September 26, 1973: Belenenses 0 Wolves 2 John Richards scored and was then sent off as Wolves made another successful raid on Portugal, two years to the week after he missed the 4-1 win away to Academica Coimbra. The tie early in the first League Cup-winning season was easily negotiated but the backlash came in the next round as the striker was ruled out of both legs against Locomotiv Leipzig and his side went out on the away goals rule.

February 26, 2000: Wolves 3 Nottingham Forest 0 Ade Akinbiyi hurt his hand lashing out in the dressing-room corridor area in a fit of anger after being ordered off in this West Midlands v East Midlands clash but the afternoon turned out to be a rewarding one. Forest had two men given their marching orders, making the outcome a formality, with Colin Lee’s side building a 3-0 half-time lead.

April 28, 2001: Crystal Palace 0 Wolves 2 Strange things happened during and after this late-season second-tier encounter. Keith Andrews’ sending-off shortly before half-time led to the replacement, for tactical reasons, of Temuri Ketsbaia, who showed his displeasure by hurling his shirt to the ground near Dave Jones. The manager then had to listen to an outspoken outburst from the player on the Monday before Andrews was strangely made captain before the home game against QPR that soon followed.

December 31, 2017: Bristol City 1 Wolves 2 No-one who lived through the exhilaration of the Championship title-winning season under Nuno will forget how maximum points were hauled in from the New Year’s Eve trip to Ashton Gate. Danny Batth was sent off in the opening 15 minutes for a Wolves side who then fell behind early in the second half but the numbers were evened up when Bristol had keeper Frank Fielding ordered off. Barry Douglas’s free-kick and Ryan Bennett’s stoppage-time header highlighted the turnaround and sent Wolves ten points clear of second place.

March 30, 2018: Middlesbrough 1 Wolves 2 Same season, same outcome in another thriller. Who could have foreseen the drama that was coming as Wolves stormed into a 2-0 first-half lead through Helder Costa and Ivan Cavaleiro? Ruben Neves and Matt Doherty were sent off either side of the hour mark, though, and the nine men had just enough in the tank to get over the line – and prompt a memorable full-time celebratory dash on to the pitch by Nuno – after Boro pulled one back in the dying moments.

Ally Robertson….his sending-off did not prevent Wolves taking all three points in a Bank Holiday Monday clash at Exeter.

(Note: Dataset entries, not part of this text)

//! `kart` binary entry point.
//!
//! # Examples
//!
//! ```bash
//! kart search --preset lightweight --road 40 --terrain 40 --water 20
//! kart simulate --character Mario --machine "Standard Kart"
//! kart --lang ja presets
//! ```

use std::io::Write;
use std::process::ExitCode;

use anyhow::Result;
use clap::Parser;
use console::style;
use kart_client::{Cli, ClientConfig, Command, Context, logging};
use kart_content::{ContentFactory, LoadError};
use kart_core::KartError;

fn main() -> ExitCode {
    // Load .env file if it exists (for KART_DATA_DIR and friends)
    dotenvy::dotenv().ok();

    let cli = Cli::parse();
    logging::setup_logging(cli.verbose);

    let config = cli.apply_to(ClientConfig::from_env());
    tracing::debug!(data_dir = %config.data_dir.display(), locale = %config.locale, "client configured");

    // Loading is all-or-nothing; no query runs without both catalogs.
    let session = match ContentFactory::new(&config.data_dir).load_session() {
        Ok(session) => session,
        Err(err) => {
            report_load_error(&config, &err);
            return ExitCode::FAILURE;
        }
    };

    match run(cli.command, &session, &config) {
        Ok(()) => ExitCode::SUCCESS,
        Err(err) => {
            tracing::error!("{err:#}");
            eprintln!("{} {err:#}", style("error:").red().bold());
            ExitCode::FAILURE
        }
    }
}

fn run(command: Command, session: &kart_core::Session, config: &ClientConfig) -> Result<()> {
    let ctx = Context {
        locale: config.locale,
        result_limit: config.result_limit,
    };

    let stdout = std::io::stdout();
    let mut out = stdout.lock();
    command.execute(session, ctx, &mut out)?;
    out.flush()?;
    Ok(())
}

fn report_load_error(config: &ClientConfig, err: &LoadError) {
    tracing::error!(
        severity = err.severity().as_str(),
        code = err.error_code(),
        path = %err.path().display(),
        "{err}"
    );

    let file = err
        .path()
        .file_name()
        .map(|name| name.to_string_lossy().into_owned())
        .unwrap_or_else(|| err.path().display().to_string());
    eprintln!("{}", style(config.locale.data_unavailable(&file)).red().bold());
    eprintln!("  {err}");
}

February 12, 2023: Southampton 1 Wolves 2 Who wouldn’t have bitten off the hand offering their side a point after the Saints’ early breakthrough yesterday had been followed by the ridiculously harsh red card brandished to Mario Lemina? But Wolves went one better even than that as they floored the Premier League’s bottom club in the final 20 minutes through a Jan Bednarek own goal and a fine winner from the debutant Joao Gomes – a result followed today by the sacking of St Mary’s boss Nathan Jones after only 95 days in charge.

And here’s a strange thing: Wolves were victorious in four matches under Graham Turner in the late 1980s in which they suffered a sending-off. Maximum points were taken at Exeter in May, 1987, despite Alistair Robertson’s early bath, and also at Hereford early in 1987-88 when Keith Downing was ordered off. This was also the era in which Steve Bull was involved in one or two altercations but the team made light of his dismissals at home to Tranmere and at Colchester by winning both. The results underline how superior Wolves were at that Fourth Division level.